Researchers at Michigan State University created a mouse model missing both copies of the autism-linked gene ASH1L in their brains. Mice missing ASH1L in their brains show more repetitive behaviors and reduced interest in socializing.

The team then started daily injections of vorinostat in the ASH1L-missing mice and administered a series of behavioral tests. The mice treated with vorinostat showed more sociability, improved memory, and no excessive grooming, but still displayed heightened anxiety behaviors and motor issues.

The researchers plan to continue testing the drug in different life stages of the mice, to see whether the effects are consistent.

Serious Viral Infections in Boys

Scientists may have found a link between severe viral infections in young boys and a later diagnosis of autism spectrum disorder.

To study the possible connection, researchers at the University of California, Los Angeles, simulated an infection in young mice with tuberous sclerosis, a genetic disorder closely associated with autism in people. Later, the male “infected” mice displayed impaired social behavior often found in ASD, such as poor communication skills with other mice and the inability to distinguish between a mouse they had seen before and a stranger mouse.

Supporting the finding is data collected by the University of Chicago about 3.6 million hospitalized children. The data showed that boys later diagnosed with autism were more likely to have been hospitalized with infections between the ages of 1.5 and 4.

The infections themselves are unlikely to cause autism on their own, researchers say, but could be a trigger in males already genetically predisposed to the condition.

The mouse study may explain why this happens. A severe infection could cause the body to over-produce genes that code for microglia, which are the nervous system's primary immune cells. That excess of microglia can affect brain development, which could lead to autism-related social and verbal impairments. Microglia may develop differently in males and females, which would explain why only boys are affected.

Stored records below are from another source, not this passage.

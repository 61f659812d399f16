//! Current time lookup endpoint.

use axum::extract::rejection::QueryRejection;
use axum::extract::{Query, State};
use axum::{Json, Router, routing::get};
use serde::Deserialize;
use tracing::{Span, field, info, instrument, warn};
use uuid::Uuid;

use worldclock_core::error::LookupError;
use worldclock_core::service;
use worldclock_core::snapshot::TimeSnapshot;

use crate::error::ApiError;
use crate::state::AppState;

/// Query string for GET /get-time.
#[derive(Debug, Deserialize)]
pub struct TimeQuery {
    /// Country name as typed by the user.
    pub country: Option<String>,
}

/// GET /get-time?country=<name>
///
/// A query string that does not deserialize (a repeated `country`, say) is
/// answered like a missing country.
#[instrument(
    skip(state, query),
    fields(request_id = %Uuid::new_v4(), country = field::Empty)
)]
async fn get_time(
    State(state): State<AppState>,
    query: Result<Query<TimeQuery>, QueryRejection>,
) -> Result<Json<TimeSnapshot>, ApiError> {
    let Query(query) = query.map_err(|rejection| {
        warn!(%rejection, "malformed query string");
        ApiError(LookupError::InvalidRequest)
    })?;
    Span::current().record("country", query.country.as_deref().unwrap_or_default());

    let snapshot = service::get_current_time(
        query.country.as_deref(),
        state.lookup.as_ref(),
        state.clock.as_ref(),
    )
    .await?;

    info!(timezone = %snapshot.timezone, "resolved current time");

    Ok(Json(snapshot))
}

/// Returns the router for the time lookup.
pub fn router() -> Router<AppState> {
    Router::new().route("/get-time", get(get_time))
}
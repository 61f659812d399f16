//! Domain error types.

use thiserror::Error;

/// Message returned when no country name was supplied.
pub const INVALID_REQUEST_MESSAGE: &str = "Please enter a country name.";

/// Message returned when the country or its timezone could not be found.
pub const NOT_FOUND_MESSAGE: &str = "Timezone not found for this country.";

/// Message returned for any failure of the external lookup.
pub const UPSTREAM_FAILURE_MESSAGE: &str = "Error fetching timezone. Please try again.";

/// Failure of a time lookup. Every variant is terminal for the request.
#[derive(Debug, Error, PartialEq, Eq)]
pub enum LookupError {
    /// The country name was missing or blank.
    #[error("invalid request: country name is required")]
    InvalidRequest,

    /// No matching country, or the country carries no timezone data.
    #[error("not found: no timezone for country")]
    NotFound,

    /// The external lookup failed or answered with something unusable.
    #[error("upstream failure: {0}")]
    UpstreamFailure(String),
}

impl LookupError {
    /// The caller-facing message. Never includes the upstream cause.
    #[must_use]
    pub fn user_message(&self) -> &'static str {
        match self {
            Self::InvalidRequest => INVALID_REQUEST_MESSAGE,
            Self::NotFound => NOT_FOUND_MESSAGE,
            Self::UpstreamFailure(_) => UPSTREAM_FAILURE_MESSAGE,
        }
    }
}
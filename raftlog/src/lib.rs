mod config;
mod error;
mod logger;
mod raft_log;

pub mod eraftpb;
pub mod storage;

pub use crate::{
    config::{Config, ConfigBuilder, LogDestination},
    eraftpb::{Entry, HardState, Snapshot, SnapshotMetadata},
    error::{Error, Result, StorageError},
    logger::{build_logger, Logger, Slogger},
    raft_log::{EntryWindow, LogStatus, RaftLog},
    storage::{utils, LogStore, MemStorage, Storage},
};
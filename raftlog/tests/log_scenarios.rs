use std::{
    panic::{self, AssertUnwindSafe},
    sync::Arc,
};

use raftlog::{
    build_logger, Config, Entry, Error, LogStore, Logger, MemStorage, RaftLog, Slogger,
    Snapshot, SnapshotMetadata, Storage, StorageError,
};

fn new_logger() -> Arc<dyn Logger> {
    Arc::new(Slogger::discard())
}

fn new_entry(index: u64, term: u64) -> Entry {
    Entry::new(index, term, format!("{}@{}", index, term).into_bytes())
}

fn batch(lo: u64, hi: u64, term: u64) -> Vec<Entry> {
    (lo..=hi).map(|i| new_entry(i, term)).collect()
}

fn check_invariants(log: &RaftLog<MemStorage>) {
    assert!(
        log.applied() <= log.committed(),
        "applied({}) > committed({})",
        log.applied(),
        log.committed()
    );
    assert!(
        log.committed() <= log.last_index(),
        "committed({}) > lastIndex({})",
        log.committed(),
        log.last_index()
    );
    assert!(log.stabled() <= log.last_index());

    let resident = log.resident_entries();
    if let Some(first) = resident.first() {
        assert_eq!(first.index, log.snap_index() + 1);
        for (k, e) in resident.iter().enumerate() {
            assert_eq!(e.index, first.index + k as u64);
        }
    }
}

/// Minimal driving loop around a log and the storage handle it reads from.
struct Replica {
    log: RaftLog<MemStorage>,
    storage: MemStorage,
    applied: Vec<Entry>,
}

impl Replica {
    fn new(config: &Config) -> Self {
        let storage = MemStorage::create(new_logger());
        let log = RaftLog::with_config(storage.clone(), config, new_logger()).unwrap();
        Self {
            log,
            storage,
            applied: vec![],
        }
    }

    fn persist(&mut self) {
        let unstable = self.log.unstable_entries().to_vec();
        if let Some(last) = unstable.last() {
            self.storage.append(&unstable).unwrap();
            self.log.stable_to(last.index, last.term);
        }
    }

    fn commit(&mut self, commit: u64) {
        self.log.commit_to(commit);
        self.storage.set_hard_state_commit(self.log.committed()).unwrap();
    }

    fn apply(&mut self) {
        loop {
            let ents = self.log.next_entries().to_vec();
            let last = match ents.last() {
                Some(e) => e.index,
                None => break,
            };
            self.applied.extend(ents);
            self.log.applied_to(last);
        }
    }

    fn compact(&mut self, index: u64) {
        self.storage.create_snapshot(index - 1, vec![]).unwrap();
        self.storage.compact(index).unwrap();
        self.log.maybe_compact();
    }
}

#[test]
fn test_replica_lifecycle_keeps_invariants() {
    let mut r = Replica::new(&Config::default());
    check_invariants(&r.log);
    let mut snap_index = r.log.snap_index();

    let mut step = |r: &mut Replica, name: &str| {
        check_invariants(&r.log);
        assert!(
            r.log.snap_index() >= snap_index,
            "{}: snapIndex moved back from {} to {}",
            name,
            snap_index,
            r.log.snap_index()
        );
        snap_index = r.log.snap_index();
    };

    r.log.append(&batch(1, 3, 1));
    step(&mut r, "append");
    assert_eq!(r.log.unstable_entries().len(), 3);

    r.persist();
    r.commit(2);
    r.apply();
    step(&mut r, "apply");
    assert_eq!(r.log.applied(), 2);
    assert_eq!(r.log.stabled(), 3);

    // A new leader overwrites the uncommitted tail.
    r.log.append(&batch(3, 5, 2));
    step(&mut r, "overwrite");
    assert_eq!(r.log.stabled(), 2);
    assert_eq!(r.log.unstable_entries(), batch(3, 5, 2).as_slice());

    r.persist();
    r.commit(5);
    r.apply();
    step(&mut r, "apply after overwrite");
    assert_eq!(r.log.stabled(), 5);
    assert_eq!(r.log.applied(), 5);
    assert_eq!(r.storage.all_entries().unwrap(), {
        let mut ents = batch(1, 2, 1);
        ents.extend(batch(3, 5, 2));
        ents
    });

    r.compact(4);
    step(&mut r, "compact");
    assert_eq!(r.log.first_index(), 4);
    assert_eq!(r.log.term(3), Ok(2));
    assert_eq!(r.log.term(2), Err(Error::Store(StorageError::Compacted)));

    // Far behind the leader: catch up through a snapshot.
    let meta = SnapshotMetadata::new(10, 3);
    r.log.restore(meta);
    step(&mut r, "restore");
    assert_eq!(r.log.last_index(), 10);
    assert_eq!(r.log.term(7), Err(Error::Store(StorageError::Compacted)));

    r.storage
        .apply_snapshot(Snapshot::new(meta.index, meta.term, vec![]))
        .unwrap();
    r.log.stable_snap_to(meta.index);
    r.log.applied_to(meta.index);
    r.log.maybe_compact();
    step(&mut r, "snapshot installed");
    assert!(r.log.pending_snapshot().is_none());
    assert_eq!(r.log.term(10), Ok(3));

    r.log.append(&batch(11, 12, 3));
    r.persist();
    r.commit(12);
    r.apply();
    step(&mut r, "append after snapshot");
    assert_eq!(r.log.applied(), 12);
    assert_eq!(r.log.last_term(), 3);

    let applied: Vec<u64> = r.applied.iter().map(|e| e.index).collect();
    assert_eq!(applied, vec![1, 2, 3, 4, 5, 11, 12]);
}

#[test]
fn test_find_entries_round_trip() {
    let mut r = Replica::new(&Config::default());
    r.log.append(&batch(1, 4, 1));
    r.persist();
    r.log.append(&batch(5, 8, 1));

    // 1..4 come from storage, 5..8 from the window.
    let ents = r.log.find_entries(1, 9).unwrap();
    assert_eq!(ents.len(), 8);
    assert_eq!(ents, batch(1, 8, 1));
    assert!(ents.windows(2).all(|w| w[0].index + 1 == w[1].index));

    let ents = r.log.find_entries(3, 7).unwrap();
    assert_eq!(ents.len(), 4);
    assert_eq!(ents, batch(3, 6, 1));
}

#[test]
fn test_append_same_batch_twice() {
    let mut once = Replica::new(&Config::default());
    let mut twice = Replica::new(&Config::default());
    for r in [&mut once, &mut twice] {
        r.log.append(&batch(1, 5, 1));
        r.persist();
        r.commit(3);
    }

    let ents = batch(4, 7, 2);
    once.log.append(&ents);
    twice.log.append(&ents);
    twice.log.append(&ents);

    assert_eq!(once.log.status(), twice.log.status());
    assert_eq!(once.log.resident_entries(), twice.log.resident_entries());
}

#[test]
fn test_fatal_path_is_observable() {
    let mut r = Replica::new(&Config::default());
    r.log.append(&batch(1, 3, 1));
    r.commit(2);

    let res = panic::catch_unwind(AssertUnwindSafe(|| r.log.applied_to(3)));
    let payload = res.unwrap_err();
    let msg = payload
        .downcast_ref::<String>()
        .cloned()
        .unwrap_or_default();
    assert!(msg.contains("applied(3) is out of range"), "{}", msg);
}

#[test]
fn test_overwriting_applied_entries_is_fatal() {
    let mut r = Replica::new(&Config::default());
    r.log.append(&batch(1, 5, 1));
    r.persist();
    r.commit(5);
    r.apply();
    assert_eq!(r.log.applied(), 5);

    let res = panic::catch_unwind(AssertUnwindSafe(|| r.log.append(&[new_entry(3, 9)])));
    assert!(res.is_err());

    // Nothing was touched before the breach was reported.
    check_invariants(&r.log);
    assert_eq!(r.log.applied(), 5);
    assert_eq!(r.log.committed(), 5);
    assert_eq!(r.log.term(3), Ok(1));
    assert_eq!(r.applied, batch(1, 5, 1));
}

#[test]
fn test_catch_up_query_after_far_snapshot() {
    let mut r = Replica::new(&Config::default());
    r.log.append(&batch(1, 3, 1));
    r.persist();
    r.commit(3);

    r.log.restore(SnapshotMetadata::new(1 << 40, 5));
    check_invariants(&r.log);
    assert_eq!(
        r.log.entries_since(0),
        Err(Error::Store(StorageError::Compacted))
    );
}

#[test]
fn test_recover_from_storage_with_toml_config() {
    let config = Config::from_toml_str(
        r#"
        applied = 3
        max_committed_size_per_ready = 1
        log_level = "debug"
        log_destination = "discard"
        "#,
    )
    .unwrap();

    let mut storage = MemStorage::create(new_logger());
    storage.append(&batch(1, 6, 1)).unwrap();
    storage.set_hard_state_commit(5).unwrap();

    let logger: Arc<dyn Logger> = Arc::new(Slogger::new(build_logger(&config).unwrap()));
    let mut log = RaftLog::with_config(storage, &config, logger).unwrap();
    assert_eq!(log.applied(), 3);
    assert_eq!(log.committed(), 5);
    assert_eq!(log.stabled(), 6);

    // One entry per batch.
    assert_eq!(log.next_entries(), &[new_entry(4, 1)]);
    log.applied_to(4);
    assert_eq!(log.next_entries(), &[new_entry(5, 1)]);
    log.applied_to(5);
    assert!(!log.has_next_entries());

    assert_eq!(log.entries_since(2), Ok(batch(3, 5, 1)));
    assert!(!log.has_entries_since(5));
    assert_eq!(log.store().last_index(), Ok(6));
}
pub mod inmemory_storage;
pub mod utils;

pub use inmemory_storage::MemStorage;

use crate::{
    eraftpb::{Entry, HardState, Snapshot},
    error::Result,
};

/// Read side of the durable log, consulted by `RaftLog` for everything older
/// than its resident window.
///
/// Indices that predate retained history must fail with
/// `StorageError::Compacted`; indices the backend does not hold (yet) must fail
/// with `StorageError::Unavailable`.
pub trait Storage {
    /// Hard state recovered at startup.
    fn initial_state(&self) -> Result<HardState>;

    /// Entries in `[low, high)`, cut down to `max_size` bytes (at least one
    /// entry is always returned when the range is not empty).
    fn entries(&self, low: u64, high: u64, max_size: Option<u64>) -> Result<Vec<Entry>>;

    fn term(&self, idx: u64) -> Result<u64>;

    /// Index of the first retained entry. When every entry has been compacted
    /// this is one past the compaction point.
    fn first_index(&self) -> Result<u64>;

    fn last_index(&self) -> Result<u64>;

    fn snapshot(&self, request_index: u64) -> Result<Snapshot>;
}

/// Write side of the durable log, driven by the consensus loop.
pub trait LogStore: Storage {
    fn append(&mut self, entries: &[Entry]) -> Result<()>;
    fn hard_state(&self) -> Result<HardState>;
    fn set_hard_state(&mut self, hard_state: &HardState) -> Result<()>;
    fn set_hard_state_commit(&mut self, commit: u64) -> Result<()>;
    fn create_snapshot(&mut self, index: u64, data: Vec<u8>) -> Result<Snapshot>;
    fn apply_snapshot(&mut self, snapshot: Snapshot) -> Result<()>;
    /// Discards every entry before `index`.
    fn compact(&mut self, index: u64) -> Result<()>;
    fn all_entries(&self) -> Result<Vec<Entry>>;
}
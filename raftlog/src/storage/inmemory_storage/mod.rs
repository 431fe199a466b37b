use parking_lot::{RwLock, RwLockReadGuard, RwLockWriteGuard};
use std::{cmp::max, sync::Arc};

use super::{utils::limit_size, LogStore, Storage};
use crate::{
    eraftpb::{Entry, HardState, Snapshot, SnapshotMetadata},
    error::{Result, StorageError},
    logger::Logger,
};

/// In-memory reference backend. Clones share the same underlying log, so a
/// driver can keep a handle for compaction while `RaftLog` reads through
/// another.
#[derive(Clone)]
pub struct MemStorage(Arc<RwLock<MemStorageCore>>);

impl MemStorage {
    pub fn create(logger: Arc<dyn Logger>) -> Self {
        logger.trace("Used MemStorage");
        Self(Arc::new(RwLock::new(MemStorageCore::new(logger))))
    }

    fn wl(&mut self) -> RwLockWriteGuard<MemStorageCore> {
        self.0.write()
    }

    fn rl(&self) -> RwLockReadGuard<MemStorageCore> {
        self.0.read()
    }
}

impl LogStore for MemStorage {
    fn append(&mut self, entries: &[Entry]) -> Result<()> {
        self.wl().append(entries);
        Ok(())
    }

    fn hard_state(&self) -> Result<HardState> {
        Ok(self.rl().hard_state)
    }

    fn set_hard_state(&mut self, hard_state: &HardState) -> Result<()> {
        self.wl().hard_state = *hard_state;
        Ok(())
    }

    fn set_hard_state_commit(&mut self, commit: u64) -> Result<()> {
        self.wl().hard_state.set_commit(commit);
        Ok(())
    }

    fn create_snapshot(&mut self, index: u64, data: Vec<u8>) -> Result<Snapshot> {
        self.wl().create_snapshot(index, data)
    }

    fn apply_snapshot(&mut self, snapshot: Snapshot) -> Result<()> {
        self.wl().apply_snapshot(snapshot)
    }

    fn compact(&mut self, index: u64) -> Result<()> {
        self.wl().compact(index);
        Ok(())
    }

    fn all_entries(&self) -> Result<Vec<Entry>> {
        Ok(self.rl().entries.clone())
    }
}

impl Storage for MemStorage {
    fn initial_state(&self) -> Result<HardState> {
        Ok(self.rl().hard_state)
    }

    fn entries(&self, low: u64, high: u64, max_size: Option<u64>) -> Result<Vec<Entry>> {
        self.rl().entries(low, high, max_size)
    }

    fn term(&self, idx: u64) -> Result<u64> {
        self.rl().term(idx)
    }

    fn first_index(&self) -> Result<u64> {
        Ok(self.rl().first_index())
    }

    fn last_index(&self) -> Result<u64> {
        Ok(self.rl().last_index())
    }

    fn snapshot(&self, request_index: u64) -> Result<Snapshot> {
        let store = self.rl();
        if store.snapshot.get_metadata().index < request_index {
            return Err(StorageError::SnapshotTemporarilyUnavailable.into());
        }
        Ok(store.snapshot.clone())
    }
}

pub struct MemStorageCore {
    hard_state: HardState,
    // Index and term of the last discarded entry.
    boundary: SnapshotMetadata,
    entries: Vec<Entry>,
    snapshot: Snapshot,
    logger: Arc<dyn Logger>,
}

impl MemStorageCore {
    fn new(logger: Arc<dyn Logger>) -> Self {
        Self {
            hard_state: HardState::default(),
            boundary: SnapshotMetadata::default(),
            entries: Vec::new(),
            snapshot: Snapshot::default(),
            logger,
        }
    }

    fn first_index(&self) -> u64 {
        self.boundary.index + 1
    }

    fn last_index(&self) -> u64 {
        self.boundary.index + self.entries.len() as u64
    }

    fn term(&self, idx: u64) -> Result<u64> {
        if idx == self.boundary.index {
            return Ok(self.boundary.term);
        }
        if idx < self.boundary.index {
            return Err(StorageError::Compacted.into());
        }
        if idx > self.last_index() {
            return Err(StorageError::Unavailable.into());
        }
        Ok(self.entries[(idx - self.first_index()) as usize].term)
    }

    fn entries(&self, low: u64, high: u64, max_size: Option<u64>) -> Result<Vec<Entry>> {
        self.logger
            .trace(format!("Entries [{low}, {high}) requested.", low = low, high = high).as_str());

        if low < self.first_index() {
            return Err(StorageError::Compacted.into());
        }
        if high > self.last_index() + 1 {
            return Err(StorageError::Unavailable.into());
        }
        if low >= high {
            return Ok(Vec::new());
        }

        let offset = self.first_index();
        let mut entries = self.entries[(low - offset) as usize..(high - offset) as usize].to_vec();
        limit_size(&mut entries, max_size);
        Ok(entries)
    }

    fn append(&mut self, entries: &[Entry]) {
        if entries.is_empty() {
            return;
        }

        let first_index = self.first_index();
        if first_index > entries[0].index {
            self.logger.fatal(&format!(
                "overwrite compacted raft logs, compacted: {}, append: {}",
                first_index - 1,
                entries[0].index,
            ));
        }

        let last_index = self.last_index();
        if last_index + 1 < entries[0].index {
            self.logger.fatal(&format!(
                "raft logs should be continuous, last index: {}, new appended: {}",
                last_index, entries[0].index,
            ));
        }

        // Conflicting suffix is overwritten.
        self.entries.truncate((entries[0].index - first_index) as usize);
        self.entries.extend_from_slice(entries);
    }

    fn compact(&mut self, compact_index: u64) {
        if compact_index <= self.first_index() {
            return;
        }

        let last_index = self.last_index();
        if compact_index > last_index + 1 {
            self.logger.fatal(&format!(
                "compact not received raft logs: {}, last index: {}",
                compact_index, last_index
            ));
        }

        let drained = (compact_index - self.first_index()) as usize;
        let last_dropped = &self.entries[drained - 1];
        self.boundary = SnapshotMetadata::new(last_dropped.index, last_dropped.term);
        self.entries.drain(..drained);

        self.logger.debug(&format!(
            "Compacted raft logs before {}, first index is now {}",
            compact_index,
            self.first_index()
        ));
    }

    fn create_snapshot(&mut self, index: u64, data: Vec<u8>) -> Result<Snapshot> {
        if index <= self.snapshot.get_metadata().index {
            return Err(StorageError::SnapshotOutOfDate.into());
        }

        let term = self.term(index)?;
        self.snapshot = Snapshot::new(index, term, data);
        Ok(self.snapshot.clone())
    }

    fn apply_snapshot(&mut self, snapshot: Snapshot) -> Result<()> {
        let metadata = snapshot.get_metadata();

        if self.first_index() > metadata.index {
            return Err(StorageError::SnapshotOutOfDate.into());
        }

        self.hard_state.set_term(max(self.hard_state.term, metadata.term));
        self.hard_state.set_commit(metadata.index);

        self.entries.clear();
        self.boundary = metadata;
        self.snapshot = snapshot;

        self.logger.info(&format!(
            "Applied snapshot at index {}, term {}",
            metadata.index, metadata.term
        ));
        Ok(())
    }
}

When the researchers administered rapamycin—a drug that targets microglia—to the affected mice, the male mice either showed no autism-like social issues after infection, or stopped showing issues that had already begun to develop.

The takeaway, say researchers, is simple: don’t underestimate the long-lasting damage a serious viral infection can do, and vaccinate your kids. In boys who do suffer an early viral infection, it may be possible to treat them so they do not develop autism later.

With many associated symptoms, a wide range of diagnoses, and hundreds of possible causes, autism spectrum disorder is one of the most difficult conditions to understand and treat. Fortunately, researchers’ work with mouse models continues to shed light and offer hope.